(Saved entries)
■ ■ ■ ■ ■ ■ ■

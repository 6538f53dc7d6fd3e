use std::collections::{BTreeSet, HashMap};
use std::sync::atomic::{AtomicBool, Ordering};
use std::sync::{Arc, Mutex};

use axum::response::Response;
use chrono::{DateTime, Local, TimeZone};
use serde_json::Value;

use crate::workflows::intake::clock::Clock;
use crate::workflows::intake::domain::{
    Availability, LeadSubmission, MemberId, TeamMember,
};
use crate::workflows::intake::repository::{
    LeadId, LeadRecord, LeadRepository, NotificationError, NotificationSink, RepositoryError,
    RoutingNotification,
};
use crate::workflows::intake::roster::{RosterError, RosterStore};
use crate::workflows::intake::routing::{RoutingConfig, RoutingEngine};
use crate::workflows::intake::scoring::{LeadScorer, ScoringConfig};
use crate::workflows::intake::service::LeadIntakeService;

#[derive(Debug, Clone, Copy)]
pub(super) struct FixedClock(pub(super) DateTime<Local>);

impl Clock for FixedClock {
    fn now(&self) -> DateTime<Local> {
        self.0
    }
}

pub(super) fn clock_at(year: i32, month: u32, day: u32, hour: u32) -> FixedClock {
    FixedClock(
        Local
            .with_ymd_and_hms(year, month, day, hour, 0, 0)
            .single()
            .expect("valid fixture time"),
    )
}

/// Wednesday, mid-morning.
pub(super) fn weekday_business_clock() -> FixedClock {
    clock_at(2026, 3, 4, 10)
}

pub(super) fn late_night_clock() -> FixedClock {
    clock_at(2026, 3, 4, 3)
}

pub(super) fn scorer() -> LeadScorer<FixedClock> {
    scorer_at(weekday_business_clock())
}

pub(super) fn scorer_at(clock: FixedClock) -> LeadScorer<FixedClock> {
    LeadScorer::with_clock(ScoringConfig::standard(), clock)
}

pub(super) fn engine() -> RoutingEngine {
    RoutingEngine::new(RoutingConfig::standard())
}

pub(super) fn injury_submission() -> LeadSubmission {
    LeadSubmission {
        name: "Jordan Avery".to_string(),
        email: "jordan.avery@example.com".to_string(),
        phone: Some("515-555-0100".to_string()),
        case_type: "Personal Injury".to_string(),
        message: "car accident, injured, hospital".to_string(),
        preferred_contact: None,
        location: Some("Des Moines, IA".to_string()),
        language: None,
    }
}

pub(super) fn inquiry_submission() -> LeadSubmission {
    LeadSubmission {
        name: "Sam Lowe".to_string(),
        email: "sam.lowe@example.com".to_string(),
        phone: None,
        case_type: "General Inquiry".to_string(),
        message: "just curious about your services".to_string(),
        preferred_contact: None,
        location: None,
        language: None,
    }
}

pub(super) fn submission_with(case_type: &str, message: &str) -> LeadSubmission {
    LeadSubmission {
        name: "Test Lead".to_string(),
        email: "lead@example.com".to_string(),
        phone: None,
        case_type: case_type.to_string(),
        message: message.to_string(),
        preferred_contact: None,
        location: None,
        language: None,
    }
}

pub(super) fn member(
    id: &str,
    specialties: &[&str],
    languages: &[&str],
    current_load: u32,
    max_load: u32,
    availability: Availability,
) -> TeamMember {
    TeamMember {
        id: MemberId(id.to_string()),
        name: format!("Agent {id}"),
        specialties: to_set(specialties),
        languages: to_set(languages),
        current_load,
        max_load,
        availability,
    }
}

fn to_set(values: &[&str]) -> BTreeSet<String> {
    values.iter().map(|value| value.to_string()).collect()
}

#[derive(Default, Clone)]
pub(super) struct MemoryRoster {
    inner: Arc<Mutex<RosterInner>>,
}

#[derive(Default)]
struct RosterInner {
    teams: HashMap<String, Vec<MemberId>>,
    members: HashMap<MemberId, TeamMember>,
}

impl MemoryRoster {
    pub(super) fn insert_team(&self, team: &str, members: Vec<TeamMember>) {
        let mut inner = self.inner.lock().expect("roster mutex poisoned");
        let ids: Vec<MemberId> = members.iter().map(|member| member.id.clone()).collect();
        inner.teams.insert(team.to_string(), ids);
        for member in members {
            inner.members.insert(member.id.clone(), member);
        }
    }

    pub(super) fn member(&self, id: &MemberId) -> Option<TeamMember> {
        let inner = self.inner.lock().expect("roster mutex poisoned");
        inner.members.get(id).cloned()
    }

    pub(super) fn total_load(&self) -> u32 {
        let inner = self.inner.lock().expect("roster mutex poisoned");
        inner.members.values().map(|member| member.current_load).sum()
    }
}

impl RosterStore for MemoryRoster {
    fn team_members(&self, team: &str) -> Result<Vec<TeamMember>, RosterError> {
        let inner = self.inner.lock().expect("roster mutex poisoned");
        let members = inner
            .teams
            .get(team)
            .map(|ids| {
                ids.iter()
                    .filter_map(|id| inner.members.get(id).cloned())
                    .collect()
            })
            .unwrap_or_default();
        Ok(members)
    }

    fn reserve_capacity(&self, member: &MemberId) -> Result<bool, RosterError> {
        let mut inner = self.inner.lock().expect("roster mutex poisoned");
        let record = inner
            .members
            .get_mut(member)
            .ok_or_else(|| RosterError::UnknownMember(member.0.clone()))?;
        if record.current_load < record.max_load {
            record.current_load += 1;
            Ok(true)
        } else {
            Ok(false)
        }
    }

    fn release_capacity(&self, member: &MemberId) -> Result<(), RosterError> {
        let mut inner = self.inner.lock().expect("roster mutex poisoned");
        let record = inner
            .members
            .get_mut(member)
            .ok_or_else(|| RosterError::UnknownMember(member.0.clone()))?;
        record.current_load = record.current_load.saturating_sub(1);
        Ok(())
    }
}

pub(super) struct UnavailableRoster;

impl RosterStore for UnavailableRoster {
    fn team_members(&self, _team: &str) -> Result<Vec<TeamMember>, RosterError> {
        Err(RosterError::Unavailable("roster offline".to_string()))
    }

    fn reserve_capacity(&self, _member: &MemberId) -> Result<bool, RosterError> {
        Err(RosterError::Unavailable("roster offline".to_string()))
    }

    fn release_capacity(&self, _member: &MemberId) -> Result<(), RosterError> {
        Err(RosterError::Unavailable("roster offline".to_string()))
    }
}

/// Rejects the first reservation attempt, simulating a concurrent caller
/// winning the slot between selection and reservation.
pub(super) struct RejectFirstRoster {
    inner: MemoryRoster,
    rejected: AtomicBool,
}

impl RejectFirstRoster {
    pub(super) fn new(inner: MemoryRoster) -> Self {
        Self {
            inner,
            rejected: AtomicBool::new(false),
        }
    }
}

impl RosterStore for RejectFirstRoster {
    fn team_members(&self, team: &str) -> Result<Vec<TeamMember>, RosterError> {
        self.inner.team_members(team)
    }

    fn reserve_capacity(&self, member: &MemberId) -> Result<bool, RosterError> {
        if !self.rejected.swap(true, Ordering::SeqCst) {
            return Ok(false);
        }
        self.inner.reserve_capacity(member)
    }

    fn release_capacity(&self, member: &MemberId) -> Result<(), RosterError> {
        self.inner.release_capacity(member)
    }
}

#[derive(Default, Clone)]
pub(super) struct MemoryLeadRepository {
    records: Arc<Mutex<HashMap<LeadId, LeadRecord>>>,
}

impl LeadRepository for MemoryLeadRepository {
    fn insert(&self, record: LeadRecord) -> Result<LeadRecord, RepositoryError> {
        let mut guard = self.records.lock().expect("repository mutex poisoned");
        if guard.contains_key(&record.lead_id) {
            return Err(RepositoryError::Conflict);
        }
        guard.insert(record.lead_id.clone(), record.clone());
        Ok(record)
    }

    fn update(&self, record: LeadRecord) -> Result<(), RepositoryError> {
        let mut guard = self.records.lock().expect("repository mutex poisoned");
        guard.insert(record.lead_id.clone(), record);
        Ok(())
    }

    fn fetch(&self, id: &LeadId) -> Result<Option<LeadRecord>, RepositoryError> {
        let guard = self.records.lock().expect("repository mutex poisoned");
        Ok(guard.get(id).cloned())
    }

    fn recent(&self, limit: usize) -> Result<Vec<LeadRecord>, RepositoryError> {
        let guard = self.records.lock().expect("repository mutex poisoned");
        Ok(guard.values().take(limit).cloned().collect())
    }
}

#[derive(Default, Clone)]
pub(super) struct MemoryNotifications {
    events: Arc<Mutex<Vec<RoutingNotification>>>,
}

impl MemoryNotifications {
    pub(super) fn events(&self) -> Vec<RoutingNotification> {
        self.events.lock().expect("notification mutex poisoned").clone()
    }
}

impl NotificationSink for MemoryNotifications {
    fn publish(&self, notification: RoutingNotification) -> Result<(), NotificationError> {
        self.events
            .lock()
            .expect("notification mutex poisoned")
            .push(notification);
        Ok(())
    }
}

pub(super) type TestService =
    LeadIntakeService<MemoryRoster, MemoryLeadRepository, MemoryNotifications, FixedClock>;

pub(super) fn build_service() -> (TestService, MemoryRoster, MemoryLeadRepository, MemoryNotifications)
{
    let roster = MemoryRoster::default();
    seed_standard_teams(&roster);
    let repository = MemoryLeadRepository::default();
    let notifications = MemoryNotifications::default();
    let service = LeadIntakeService::with_clock(
        Arc::new(roster.clone()),
        Arc::new(repository.clone()),
        Arc::new(notifications.clone()),
        ScoringConfig::standard(),
        RoutingConfig::standard(),
        weekday_business_clock(),
    );
    (service, roster, repository, notifications)
}

pub(super) fn seed_standard_teams(roster: &MemoryRoster) {
    roster.insert_team(
        "personal-injury",
        vec![
            member(
                "pi-1",
                &["personal injury", "car accident"],
                &["en", "es"],
                0,
                8,
                Availability::Available,
            ),
            member("pi-2", &["personal injury"], &["en"], 0, 6, Availability::Available),
        ],
    );
    roster.insert_team(
        "criminal-defense",
        vec![member(
            "cd-1",
            &["criminal defense"],
            &["en"],
            0,
            6,
            Availability::Available,
        )],
    );
    roster.insert_team(
        "intake",
        vec![member("intake-1", &[], &["en", "es"], 0, 10, Availability::Available)],
    );
}

pub(super) async fn read_json_body(response: Response) -> Value {
    let body = axum::body::to_bytes(response.into_body(), 64 * 1024)
        .await
        .expect("read body");
    serde_json::from_slice(&body).expect("json payload")
}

■ ■ ■ ■ ■ ■ ■

#### Task to complete
Among the lines above, find those that contain the word "iter" and copy them.

#### Expected answer
    values.iter().map(|value| value.to_string()).collect()
        let ids: Vec<MemberId> = members.iter().map(|member| member.id.clone()).collect();
                ids.iter()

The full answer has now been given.